**WHAT IS EXPECTED**
Look below for the line containing "pub fn rainfall_flag(raining: bool)"; from there, print each line exactly up to and including the line containing "v| match acc", and stop.

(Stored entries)
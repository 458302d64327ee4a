//! Fixed-order feature schemas for each signal and the normalization rules
//! that produce their components.
//!
//! Two normalization modes exist and are kept separate on purpose:
//!
//! * **single-session** – each raw quantity is divided by a fixed
//!   domain ceiling (`track_temp / 80`, `tyre_life / 60`, ...) while a
//!   session is being scanned for events;
//! * **aggregate** – once all sessions of a batch are combined, selected
//!   components are min-max scaled over the whole batch (see
//!   [`AggregationPlan`]).

use std::collections::{BTreeMap, HashMap};

use crate::error::{Result, SignalError};
use crate::types::{Compound, SignalKind};

pub const POSITION_CEILING: f64 = 20.0;
pub const TYRE_LIFE_CEILING: f64 = 60.0;
pub const TRACK_TEMP_CEILING: f64 = 80.0;

/// How the streaming simulator is allowed to move a component each tick.
#[derive(Debug, Clone, Copy, PartialEq)]
pub enum Noise {
    /// Never perturbed (track identity).
    Fixed,
    /// Uniform in `[-r, +r]`.
    Symmetric(f32),
    /// Uniform in `[0, +r]`.
    Upward(f32),
}

#[derive(Debug, Clone, Copy, PartialEq)]
pub struct Component {
    pub name: &'static str,
    /// Bounds of the single-session encoding. Aggregated vectors are always in [0, 1].
    pub lower: f32,
    pub upper: f32,
    pub noise: Noise,
}

const fn unit(name: &'static str, noise: Noise) -> Component {
    Component { name, lower: 0.0, upper: 1.0, noise }
}

const CLIFF: [Component; 7] = [
    unit("TrackNormalized", Noise::Fixed),
    unit("Compound", Noise::Symmetric(0.05)),
    unit("TyreLife", Noise::Symmetric(0.1)),
    unit("TrackTemp", Noise::Symmetric(0.1)),
    unit("Rainfall", Noise::Upward(0.05)),
    unit("LapNumber", Noise::Symmetric(0.05)),
    unit("Position", Noise::Symmetric(0.05)),
];

const UNDERCUT: [Component; 9] = [
    unit("TrackNormalized", Noise::Fixed),
    unit("LapNumber", Noise::Symmetric(0.05)),
    unit("Position", Noise::Symmetric(0.1)),
    unit("NewTireCompound", Noise::Symmetric(0.05)),
    unit("Rival_Compound", Noise::Symmetric(0.05)),
    unit("Rival_TyreLife", Noise::Symmetric(0.1)),
    Component {
        name: "GapToRival_BeforePit",
        lower: -1.0,
        upper: 1.0,
        noise: Noise::Symmetric(0.1),
    },
    unit("TrackTemp", Noise::Symmetric(0.05)),
    unit("Rainfall", Noise::Upward(0.05)),
];

const OVERTAKE: [Component; 6] = [
    unit("TrackNormalized", Noise::Fixed),
    unit("Position", Noise::Symmetric(0.05)),
    unit("Compound", Noise::Symmetric(0.05)),
    unit("TyreLife", Noise::Symmetric(0.1)),
    unit("TrackTemp", Noise::Symmetric(0.1)),
    unit("Rainfall", Noise::Upward(0.1)),
];

#[derive(Debug)]
pub struct VectorSchema {
    pub kind: SignalKind,
    pub components: &'static [Component],
}

static CLIFF_SCHEMA: VectorSchema = VectorSchema { kind: SignalKind::Cliff, components: &CLIFF };
static UNDERCUT_SCHEMA: VectorSchema = VectorSchema { kind: SignalKind::Undercut, components: &UNDERCUT };
static OVERTAKE_SCHEMA: VectorSchema = VectorSchema { kind: SignalKind::Overtake, components: &OVERTAKE };

impl VectorSchema {
    pub fn for_kind(kind: SignalKind) -> &'static VectorSchema {
        match kind {
            SignalKind::Cliff => &CLIFF_SCHEMA,
            SignalKind::Undercut => &UNDERCUT_SCHEMA,
            SignalKind::Overtake => &OVERTAKE_SCHEMA,
        }
    }

    pub fn dimension(&self) -> usize {
        self.components.len()
    }

    pub fn names(&self) -> impl Iterator<Item = &'static str> + '_ {
        self.components.iter().map(|c| c.name)
    }

    pub fn position(&self, name: &str) -> Option<usize> {
        self.components.iter().position(|c| c.name == name)
    }

    /// Rejects vectors whose length differs from the schema, that carry
    /// non-finite values, or that leave a component's declared bounds.
    /// Must run before anything reaches the index.
    pub fn validate(&self, values: &[f32]) -> Result<()> {
        if values.len() != self.dimension() {
            return Err(SignalError::SchemaMismatch {
                kind: self.kind,
                got: values.len(),
                expected: self.dimension(),
            });
        }
        if let Some((i, _)) = values.iter().enumerate().find(|(_, v)| !v.is_finite()) {
            return Err(SignalError::MalformedRecord(format!(
                "{} component {} is not finite",
                self.kind, self.components[i].name
            )));
        }
        if let Some((c, v)) = self
            .components
            .iter()
            .zip(values)
            .find(|(c, v)| **v < c.lower || **v > c.upper)
        {
            return Err(SignalError::MalformedRecord(format!(
                "{} component {} = {v} outside [{}, {}]",
                self.kind, c.name, c.lower, c.upper
            )));
        }
        Ok(())
    }
}

// ---------- single-session rules ----------

/// Missing or non-finite raw values become 0, then `raw / ceiling` is
/// clamped into [0, 1].
pub fn by_ceiling(raw: Option<f64>, ceiling: f64) -> f32 {
    bounded(raw, ceiling, 0.0, 1.0)
}

/// Same as [`by_ceiling`] for signed quantities such as gaps, clamped into [-1, 1].
pub fn signed_by_ceiling(raw: Option<f64>, ceiling: f64) -> f32 {
    bounded(raw, ceiling, -1.0, 1.0)
}

fn bounded(raw: Option<f64>, ceiling: f64, lo: f64, hi: f64) -> f32 {
    let raw = raw.filter(|v| v.is_finite()).unwrap_or(0.0);
    if ceiling <= 0.0 || !ceiling.is_finite() {
        return 0.0;
    }
    (raw / ceiling).clamp(lo, hi) as f32
}

/// Pre-scaled compound encoding used during extraction: SOFT 0.1 .. WET 0.5.
pub fn compound_scaled(compound: Compound) -> f32 {
    compound.rank() as f32 / 10.0
}

/// Rank encoding used by the aggregate step: rank / rank count.
pub fn compound_rank_fraction(compound: Compound) -> f32 {
    compound.rank() as f32 / Compound::RANKS as f32
}

/// Reads a pre-scaled compound value back into its compound.
pub fn compound_from_scaled(value: f32) -> Compound {
    if !value.is_finite() || value <= 0.0 {
        return Compound::Unknown;
    }
    Compound::from_rank((value * 10.0).round().clamp(0.0, 255.0) as u8)
}

pub fn rainfall_flag(raining: bool) -> f32 {
    if raining {
        1.0
    } else {
        0.0
    }
}

// ---------- track identity ----------

/// Encodes a track name into a single component.
#[derive(Debug, Clone, PartialEq)]
pub enum TrackEncoder {
    /// Stable mapping configured up front; unknown tracks get `unknown`.
    Fixed {
        map: BTreeMap<String, f32>,
        unknown: f32,
    },
    /// First-seen order within one batch, `index / (count - 1)`. The
    /// encoding changes whenever the set of tracks in the batch changes.
    BatchRelative { order: Vec<String> },
}

impl TrackEncoder {
    pub fn batch_relative<'a>(tracks: impl IntoIterator<Item = &'a str>) -> Self {
        let mut order: Vec<String> = Vec::new();
        for t in tracks {
            if !order.iter().any(|seen| seen == t) {
                order.push(t.to_string());
            }
        }
        TrackEncoder::BatchRelative { order }
    }

    pub fn encode(&self, track: &str) -> f32 {
        match self {
            TrackEncoder::Fixed { map, unknown } => map.get(track).copied().unwrap_or(*unknown).clamp(0.0, 1.0),
            TrackEncoder::BatchRelative { order } => {
                let Some(idx) = order.iter().position(|t| t == track) else {
                    return 0.0;
                };
                // a single track has nowhere to spread; keep it at 0
                if order.len() < 2 {
                    return 0.0;
                }
                idx as f32 / (order.len() - 1) as f32
            }
        }
    }
}

// ---------- aggregate (global min-max) ----------

/// Observed range of one column across a batch.
#[derive(Debug, Clone, Copy, PartialEq)]
pub struct MinMax {
    pub min: f32,
    pub max: f32,
}

impl MinMax {
    /// Fits over the finite values of a column; `None` for an empty column.
    pub fn fit(values: impl IntoIterator<Item = f32>) -> Option<Self> {
        values
            .into_iter()
            .filter(|v| v.is_finite())
            .fold(None, |acc, v| match acc {
                None => Some(MinMax { min: v, max: v }),
                Some(m) => Some(MinMax { min: m.min.min(v), max: m.max.max(v) }),
            })
    }

    /// Constant columns scale to 0.
    pub fn apply(&self, v: f32) -> f32 {
        if !v.is_finite() {
            return 0.0;
        }
        let span = self.max - self.min;
        if span <= f32::EPSILON {
            return 0.0;
        }
        ((v - self.min) / span).clamp(0.0, 1.0)
    }
}

/// Which components the aggregate step rescales for a signal.
#[derive(Debug, Clone, Copy)]
pub struct AggregationPlan {
    /// Components re-encoded from the pre-scaled compound value to rank / 5.
    pub rank_compound: &'static [&'static str],
    /// Components min-max scaled over the combined batch.
    pub min_max: &'static [&'static str],
}

impl AggregationPlan {
    pub fn for_kind(kind: SignalKind) -> Self {
        match kind {
            SignalKind::Cliff => AggregationPlan {
                rank_compound: &["Compound"],
                min_max: &["TyreLife", "TrackTemp", "Rainfall", "LapNumber", "Position"],
            },
            SignalKind::Undercut => AggregationPlan {
                rank_compound: &[],
                min_max: &[
                    "LapNumber",
                    "Position",
                    "NewTireCompound",
                    "Rival_Compound",
                    "Rival_TyreLife",
                    "GapToRival_BeforePit",
                    "TrackTemp",
                    "Rainfall",
                ],
            },
            SignalKind::Overtake => AggregationPlan {
                rank_compound: &["Compound"],
                min_max: &["Position", "TyreLife", "TrackTemp", "Rainfall"],
            },
        }
    }

    /// Applies the plan in place over a batch of same-kind vectors. The
    /// `TrackNormalized` component is re-encoded batch-relative from `tracks`.
    pub fn apply(&self, kind: SignalKind, vectors: &mut [Vec<f32>], tracks: &[&str]) {
        let schema = VectorSchema::for_kind(kind);

        if let Some(track_idx) = schema.position("TrackNormalized") {
            let encoder = TrackEncoder::batch_relative(tracks.iter().copied());
            for (v, track) in vectors.iter_mut().zip(tracks) {
                v[track_idx] = encoder.encode(track);
            }
        }

        for name in self.rank_compound {
            if let Some(idx) = schema.position(name) {
                for v in vectors.iter_mut() {
                    v[idx] = compound_rank_fraction(compound_from_scaled(v[idx]));
                }
            }
        }

        let ranges: HashMap<usize, MinMax> = self
            .min_max
            .iter()
            .filter_map(|name| schema.position(name))
            .filter_map(|idx| MinMax::fit(vectors.iter().map(|v| v[idx])).map(|m| (idx, m)))
            .collect();
        for v in vectors.iter_mut() {
            for (idx, range) in &ranges {
                v[*idx] = range.apply(v[*idx]);
            }
            for x in v.iter_mut() {
                if !x.is_finite() {
                    *x = 0.0;
                }
            }
        }
    }
}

**FINISHED EXERCISE**
pub fn rainfall_flag(raining: bool) -> f32 {
    if raining {
        1.0
    } else {
        0.0
    }
}

// ---------- track identity ----------

/// Encodes a track name into a single component.
#[derive(Debug, Clone, PartialEq)]
pub enum TrackEncoder {
    /// Stable mapping configured up front; unknown tracks get `unknown`.
    Fixed {
        map: BTreeMap<String, f32>,
        unknown: f32,
    },
    /// First-seen order within one batch, `index / (count - 1)`. The
    /// encoding changes whenever the set of tracks in the batch changes.
    BatchRelative { order: Vec<String> },
}

impl TrackEncoder {
    pub fn batch_relative<'a>(tracks: impl IntoIterator<Item = &'a str>) -> Self {
        let mut order: Vec<String> = Vec::new();
        for t in tracks {
            if !order.iter().any(|seen| seen == t) {
                order.push(t.to_string());
            }
        }
        TrackEncoder::BatchRelative { order }
    }

    pub fn encode(&self, track: &str) -> f32 {
        match self {
            TrackEncoder::Fixed { map, unknown } => map.get(track).copied().unwrap_or(*unknown).clamp(0.0, 1.0),
            TrackEncoder::BatchRelative { order } => {
                let Some(idx) = order.iter().position(|t| t == track) else {
                    return 0.0;
                };
                // a single track has nowhere to spread; keep it at 0
                if order.len() < 2 {
                    return 0.0;
                }
                idx as f32 / (order.len() - 1) as f32
            }
        }
    }
}

// ---------- aggregate (global min-max) ----------

/// Observed range of one column across a batch.
#[derive(Debug, Clone, Copy, PartialEq)]
pub struct MinMax {
    pub min: f32,
    pub max: f32,
}

impl MinMax {
    /// Fits over the finite values of a column; `None` for an empty column.
    pub fn fit(values: impl IntoIterator<Item = f32>) -> Option<Self> {
        values
            .into_iter()
            .filter(|v| v.is_finite())
            .fold(None, |acc, v| match acc {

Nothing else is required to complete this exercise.